Hospital’s Uncompensated Care Totals $38 Million as of February
The Wyoming Medical Center had written off $38.1 million in uncompensated care at the end of the first eight months of its fiscal year, the hospital's chief financial officer said last week.
That amounted to 12.5 percent of the hospital's total gross revenues from July 1 through February, Yvonne Wigington said at the monthly meeting of the Memorial Hospital of Natrona County Board of Trustees.
Uncompensated care is the total of bad debt -- the hospital write-off of bills patients don't pay -- and direct charity care, which is provided by the hospital to patients who cannot afford to pay.
Wigington said the total of uncompensated care is half composed of bad debt and half composed of charity care.
That's an improvement over the past decade when bad debt composed the lion's share of total uncompensated care.
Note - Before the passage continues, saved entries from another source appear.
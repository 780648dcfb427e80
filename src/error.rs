// src/error.rs
use std::{io, path::PathBuf};

use thiserror::Error;

pub type Result<T> = std::result::Result<T, Error>;

/// Why a single field fell back to its sentinel. Never leaves the assembler.
#[derive(Debug, Clone, PartialEq, Eq, Error)]
pub enum FieldError {
    #[error("fragment not found")]
    Missing,
    #[error("malformed fragment: {0}")]
    Malformed(String),
}

#[derive(Debug, Error)]
pub enum DocumentError {
    #[error("cannot read document {}: {source}", path.display())]
    Unreadable {
        path: PathBuf,
        #[source]
        source: io::Error,
    },
}

#[derive(Debug, Error)]
pub enum SinkError {
    #[error("cannot open destination {}: {source}", path.display())]
    Open {
        path: PathBuf,
        #[source]
        source: io::Error,
    },
    #[error("cannot write row to {}: {source}", path.display())]
    Write {
        path: PathBuf,
        #[source]
        source: csv::Error,
    },
    #[error("cannot flush {}: {source}", path.display())]
    Flush {
        path: PathBuf,
        #[source]
        source: io::Error,
    },
}

/// Problems that stop a batch before the first document is touched.
#[derive(Debug, Error)]
pub enum ConfigError {
    #[error("source directory does not exist: {}", .0.display())]
    MissingSource(PathBuf),
    #[error("source path is not a directory: {}", .0.display())]
    SourceNotDir(PathBuf),
    #[error("path exists but is not a directory: {}", .0.display())]
    NotADirectory(PathBuf),
    #[error("cannot create directory {}: {source}", path.display())]
    CreateDir {
        path: PathBuf,
        #[source]
        source: io::Error,
    },
    #[error("unusable destination: {0}")]
    Destination(#[source] SinkError),
    #[error("worker count must be at least 1")]
    ZeroWorkers,
    #[error("cannot list {}: {source}", path.display())]
    Enumerate {
        path: PathBuf,
        #[source]
        source: walkdir::Error,
    },
}

#[derive(Debug, Error)]
pub enum Error {
    #[error(transparent)]
    Config(#[from] ConfigError),
    #[error(transparent)]
    Document(#[from] DocumentError),
    #[error(transparent)]
    Sink(#[from] SinkError),
}
// src/runner.rs
use std::{
    collections::BTreeMap,
    path::{Path, PathBuf},
    sync::{atomic::{AtomicUsize, Ordering}, mpsc, Arc},
    thread,
};

use log::{error, info, warn};

use crate::{
    config::options::BatchOptions,
    error::{ConfigError, DocumentError, Result},
    file,
    progress::Progress,
    record::AlbumRecord,
    sink::TabularSink,
    source,
    specs::album,
};

/// What a batch produced. Per-document failures are counted, never raised.
#[derive(Debug, Clone, Default, PartialEq, Eq)]
pub struct RunSummary {
    pub out_path: PathBuf,
    pub documents: usize,
    pub written: usize,
    pub unreadable: usize,
    pub write_failures: usize,
}

/// Top-level runner: enumerate, open the destination, then process every page.
/// Only configuration problems abort, and only before the first document.
pub fn run(
    opts: &BatchOptions,
    progress: Option<&mut dyn Progress>,
) -> Result<RunSummary> {
    if opts.workers == 0 {
        return Err(ConfigError::ZeroWorkers.into());
    }
    let paths = source::enumerate(&opts.source)?;
    let out = file::resolve_out_path(&opts.export)?;
    let mut sink = TabularSink::open(&out, &opts.export).map_err(ConfigError::Destination)?;

    info!(
        "{} document(s) in {} → {}",
        paths.len(),
        opts.source.dir.display(),
        out.display()
    );
    Ok(run_paths(&paths, &mut sink, opts.workers, progress))
}

/// Parse and write `paths` in order. With `workers > 1` parsing fans out to
/// threads; this thread stays the only writer and keeps input order.
pub fn run_paths(
    paths: &[PathBuf],
    sink: &mut TabularSink,
    workers: usize,
    mut progress: Option<&mut dyn Progress>,
) -> RunSummary {
    let mut summary = RunSummary {
        out_path: sink.path().to_path_buf(),
        documents: paths.len(),
        ..RunSummary::default()
    };

    if let Some(p) = progress.as_deref_mut() {
        p.begin(paths.len());
    }

    let workers = workers.clamp(1, paths.len().max(1));
    if workers == 1 {
        for path in paths {
            let outcome = album::assemble_file(path);
            settle(path, outcome, sink, &mut summary, &mut progress);
        }
    } else {
        parse_parallel(paths, workers, |i, outcome| {
            settle(&paths[i], outcome, sink, &mut summary, &mut progress);
        });
    }

    if let Some(p) = progress.as_deref_mut() {
        p.finish();
    }
    info!(
        "done: {} written, {} unreadable, {} write failures",
        summary.written, summary.unreadable, summary.write_failures
    );
    summary
}

type Parsed = (usize, std::result::Result<AlbumRecord, DocumentError>);

/// Fan parsing out to `workers` threads; hand results to `on_result` in index order.
fn parse_parallel(
    paths: &[PathBuf],
    workers: usize,
    mut on_result: impl FnMut(usize, std::result::Result<AlbumRecord, DocumentError>),
) {
    let paths_arc = Arc::new(paths.to_vec());
    let counter = Arc::new(AtomicUsize::new(0));
    let (res_tx, res_rx) = mpsc::channel::<Parsed>();

    for _ in 0..workers {
        let paths = Arc::clone(&paths_arc);
        let idx = Arc::clone(&counter);
        let tx = res_tx.clone();

        thread::spawn(move || {
            loop {
                let i = idx.fetch_add(1, Ordering::Relaxed);
                if i >= paths.len() {
                    break;
                }
                if tx.send((i, album::assemble_file(&paths[i]))).is_err() {
                    break;
                }
            }
        });
    }
    drop(res_tx); // this thread is the sole receiver now

    let mut pending = BTreeMap::new();
    let mut next = 0usize;
    for (i, outcome) in res_rx {
        pending.insert(i, outcome);
        while let Some(outcome) = pending.remove(&next) {
            on_result(next, outcome);
            next += 1;
        }
    }

    // Only reachable with gaps if a worker died mid-document.
    if next < paths.len() {
        error!("{} document(s) lost to a failed worker", paths.len() - next - pending.len());
    }
    for (i, outcome) in pending {
        on_result(i, outcome);
    }
}

fn settle<P: Progress + ?Sized>(
    path: &Path,
    outcome: std::result::Result<AlbumRecord, DocumentError>,
    sink: &mut TabularSink,
    summary: &mut RunSummary,
    progress: &mut Option<&mut P>,
) {
    let status = match outcome {
        Ok(record) => match sink.append(&record) {
            Ok(()) => {
                summary.written += 1;
                info!("{}: {} - {}", path.display(), record.artist(), record.album());
                None
            }
            Err(e) => {
                summary.write_failures += 1;
                error!("{}: row lost: {e}", path.display());
                Some(format!("{}: row lost: {e}", path.display()))
            }
        },
        Err(e) => {
            summary.unreadable += 1;
            warn!("skipping: {e}");
            Some(format!("skipped: {e}"))
        }
    };

    if let Some(p) = progress.as_deref_mut() {
        if let Some(msg) = status {
            p.log(&msg);
        }
        p.item_done(path);
    }
}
In fiscal year 2010, bad debt accounted for 60 percent of total uncompensated care. The hospital initiated policies to make it easier for patients to qualify for charity care.
Those who do not pay their bills are subject to legal action.
Wigington said some patients who do not pay, with their bills falling into the bad debt category, often have insurance.
But higher deductibles, say $5,000, amount to more than what patients can afford to pay, so they don't pay at all, she said.
Uncompensated care as a percentage of gross revenues at the Wyoming Medical Center so far this year is close to the 2013 fiscal year, and is in line with other hospitals nationwide, said Serena Cobb, chairwoman of the Natrona County Memorial Hospital Board of Trustees.
The hospital saw the effect of this potential effect on higher deductibles on bad debt when it planned its budget, Cobb said.
The Wyoming Medical Center anticipates it will write off a total of $57.5 million in uncompensated care this year, she said.
The five-member Memorial Hospital board oversees the nonprofit Wyoming Medical Center Inc.'s lease of Natrona County's hospital assets located mostly in the 1200 and 1300 blocks of East Second and East Third Streets. The trustees, appointed by the Natrona County Commission, have the responsibility to ensure the nonprofit medical center maintains the value of the county's hospital assets.
The Wyoming Medical Center's rent of the county's hospital's assets, in effect, is offering charity care and care for prisoners at the county jail.